Task description
The answer must be every line of the records below that holds the word "Some".

Available records
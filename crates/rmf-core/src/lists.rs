use crate::error::Result;
use std::path::Path;

/// Read a file holding one GitHub login per line.
///
/// Lines are trimmed; blank lines and lines starting with `#` are skipped.
/// The remaining logins keep their file order.
pub fn read_line_list(path: &Path) -> Result<Vec<String>> {
    let content = std::fs::read_to_string(path)?;
    Ok(parse_line_list(&content))
}

/// Like [`read_line_list`], but a missing path means an empty list.
pub fn read_optional_line_list(path: Option<&Path>) -> Result<Vec<String>> {
    match path {
        Some(p) => read_line_list(p),
        None => Ok(Vec::new()),
    }
}

pub fn parse_line_list(content: &str) -> Vec<String> {
    content
        .lines()
        .map(str::trim)
        .filter(|line| !line.is_empty() && !line.starts_with('#'))
        .map(str::to_string)
        .collect()
}
use axum::http::{header, StatusCode};
use axum::response::{IntoResponse, Response};
use handlebars::Handlebars;
use rust_embed::Embed;

#[derive(Embed)]
#[folder = "$CARGO_MANIFEST_DIR/assets/"]
struct Assets;

const TEMPLATE_EXT: &str = ".hbs";

/// Register every embedded `templates/*.hbs` file under its file stem.
/// Templates double as partials (`{{> header}}`).
pub fn templates() -> anyhow::Result<Handlebars<'static>> {
    let mut registry = Handlebars::new();
    for path in Assets::iter() {
        let Some(name) = path
            .strip_prefix("templates/")
            .and_then(|p| p.strip_suffix(TEMPLATE_EXT))
        else {
            continue;
        };
        let file = <Assets as Embed>::get(&path)
            .ok_or_else(|| anyhow::anyhow!("embedded template vanished: {path}"))?;
        let source = std::str::from_utf8(&file.data)?;
        registry.register_template_string(name, source)?;
    }
    Ok(registry)
}

/// GET /favicon.svg
pub async fn favicon() -> Response {
    asset("favicon.svg")
}

fn asset(path: &str) -> Response {
    match <Assets as Embed>::get(path) {
        Some(content) => {
            let mime = mime_guess::from_path(path).first_or_octet_stream();
            (
                StatusCode::OK,
                [(header::CONTENT_TYPE, mime.as_ref())],
                content.data.to_vec(),
            )
                .into_response()
        }
        None => (StatusCode::NOT_FOUND, "not found").into_response(),
    }
}
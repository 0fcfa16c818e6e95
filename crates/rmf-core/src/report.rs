use crate::error::Result;
use crate::pool::{select_pool, LoginSet};
use crate::tally::{build_tally, rank, RankedEntry, Tally};
use rand::seq::SliceRandom;
use rand::Rng;
use serde::Serialize;
use std::fmt;

// ---------------------------------------------------------------------------
// Inputs
// ---------------------------------------------------------------------------

/// Everything one selection round needs, as fetched or submitted.
#[derive(Debug, Clone, Default)]
pub struct SelectionInputs {
    /// Current roster, normally every login at zero.
    pub current_maintainers: Tally,
    pub history: Tally,
    /// Release managers already committed but not yet published upstream.
    pub pending: Vec<String>,
    pub opt_out: Vec<String>,
    pub attendees: Vec<String>,
}

// ---------------------------------------------------------------------------
// RowStatus
// ---------------------------------------------------------------------------

/// How a tally row is presented in the web decision page.
#[derive(Debug, Clone, Copy, PartialEq, Eq, Serialize)]
#[serde(rename_all = "snake_case")]
pub enum RowStatus {
    /// Opted out or no longer a maintainer.
    Excluded,
    /// Current maintainer, not opted out, attending: a pool candidate.
    Eligible,
    /// Current maintainer who is simply not attending.
    Neutral,
}

impl RowStatus {
    pub fn classify(
        login: &str,
        opt_out: &LoginSet,
        attendees: &LoginSet,
        maintainers: &LoginSet,
    ) -> Self {
        if opt_out.contains(login) || !maintainers.contains(login) {
            RowStatus::Excluded
        } else if attendees.contains(login) {
            RowStatus::Eligible
        } else {
            RowStatus::Neutral
        }
    }

    /// Bootstrap table-row class.
    pub fn css_class(self) -> &'static str {
        match self {
            RowStatus::Excluded => "table-danger",
            RowStatus::Eligible => "table-success",
            RowStatus::Neutral => "",
        }
    }
}

#[derive(Debug, Clone, PartialEq, Eq, Serialize)]
pub struct TallyRow {
    pub count: u32,
    pub login: String,
    pub status: RowStatus,
    pub is_maintainer: bool,
    pub opted_out: bool,
    pub attending: bool,
}

// ---------------------------------------------------------------------------
// Decision
// ---------------------------------------------------------------------------

/// Outcome of one selection round. `chosen` is `None` for an empty pool.
#[derive(Debug, Clone, Serialize)]
pub struct Decision {
    pub tally: Vec<RankedEntry>,
    pub opt_out: Vec<String>,
    pub attendees: Vec<String>,
    pub current_maintainers: LoginSet,
    pub pool: Vec<RankedEntry>,
    pub chosen: Option<RankedEntry>,
}

/// Uniform choice from the pool; `None` when there is nobody to choose.
pub fn pick<R: Rng + ?Sized>(pool: &[RankedEntry], rng: &mut R) -> Option<RankedEntry> {
    pool.choose(rng).cloned()
}

impl Decision {
    /// Build the tally and the selection pool without picking anyone yet.
    pub fn build(inputs: &SelectionInputs) -> Result<Self> {
        let tally = build_tally(&inputs.current_maintainers, &inputs.history, &inputs.pending)?;
        let ranked = rank(&tally);

        let current_maintainers: LoginSet = inputs.current_maintainers.keys().cloned().collect();
        let opt_out_set: LoginSet = inputs.opt_out.iter().cloned().collect();
        let attendee_set: LoginSet = inputs.attendees.iter().cloned().collect();
        let pool = select_pool(&ranked, &opt_out_set, &attendee_set, &current_maintainers);

        let mut opt_out = inputs.opt_out.clone();
        opt_out.sort();
        let mut attendees = inputs.attendees.clone();
        attendees.sort();

        Ok(Self {
            tally: ranked,
            opt_out,
            attendees,
            current_maintainers,
            pool,
            chosen: None,
        })
    }

    /// Build and draw the next release manager from the pool.
    pub fn decide<R: Rng + ?Sized>(inputs: &SelectionInputs, rng: &mut R) -> Result<Self> {
        let mut decision = Self::build(inputs)?;
        decision.chosen = pick(&decision.pool, rng);
        match &decision.chosen {
            Some(chosen) => tracing::info!(
                login = %chosen.login,
                pool = decision.pool.len(),
                "picked next release manager"
            ),
            None => tracing::info!("selection pool is empty"),
        }
        Ok(decision)
    }

    fn row(&self, entry: &RankedEntry, opt_out: &LoginSet, attendees: &LoginSet) -> TallyRow {
        TallyRow {
            count: entry.count,
            login: entry.login.clone(),
            status: RowStatus::classify(
                &entry.login,
                opt_out,
                attendees,
                &self.current_maintainers,
            ),
            is_maintainer: self.current_maintainers.contains(&entry.login),
            opted_out: opt_out.contains(&entry.login),
            attending: attendees.contains(&entry.login),
        }
    }

    fn rows<'a>(&self, entries: impl Iterator<Item = &'a RankedEntry>) -> Vec<TallyRow> {
        let opt_out: LoginSet = self.opt_out.iter().cloned().collect();
        let attendees: LoginSet = self.attendees.iter().cloned().collect();
        entries.map(|e| self.row(e, &opt_out, &attendees)).collect()
    }

    /// Every tally row, in ranked order, classified.
    pub fn tally_rows(&self) -> Vec<TallyRow> {
        self.rows(self.tally.iter())
    }

    pub fn pool_rows(&self) -> Vec<TallyRow> {
        self.rows(self.pool.iter())
    }
}

// ---------------------------------------------------------------------------
// Console report
// ---------------------------------------------------------------------------

fn heading(f: &mut fmt::Formatter<'_>, title: &str) -> fmt::Result {
    writeln!(f, "{title}")?;
    writeln!(f, "{}", "=".repeat(title.chars().count()))
}

impl fmt::Display for Decision {
    fn fmt(&self, f: &mut fmt::Formatter<'_>) -> fmt::Result {
        heading(f, "Current release management tally")?;
        for e in &self.tally {
            writeln!(f, "{:3}\t{}", e.count, e.login)?;
        }

        write!(f, "\n\n")?;
        heading(f, "Opt-out list")?;
        for login in &self.opt_out {
            writeln!(f, "{login}")?;
        }

        write!(f, "\n\n")?;
        heading(f, "Attendees list")?;
        for login in &self.attendees {
            writeln!(f, "{login}")?;
        }

        write!(f, "\n\n")?;
        heading(f, "Selection pool")?;
        if self.pool.is_empty() {
            return writeln!(f, "Selection pool is empty!");
        }
        for e in &self.pool {
            writeln!(f, "{:3}\t{}", e.count, e.login)?;
        }
        match &self.chosen {
            Some(chosen) => write!(f, "\n\nThe next release manager is: {}\n", chosen.login),
            None => Ok(()),
        }
    }
}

Solved exercise
        Some(p) => read_line_list(p),
        let Some(name) = path
        Some(content) => {
            Some(chosen) => tracing::info!(
            Some(chosen) => write!(f, "\n\nThe next release manager is: {}\n", chosen.login),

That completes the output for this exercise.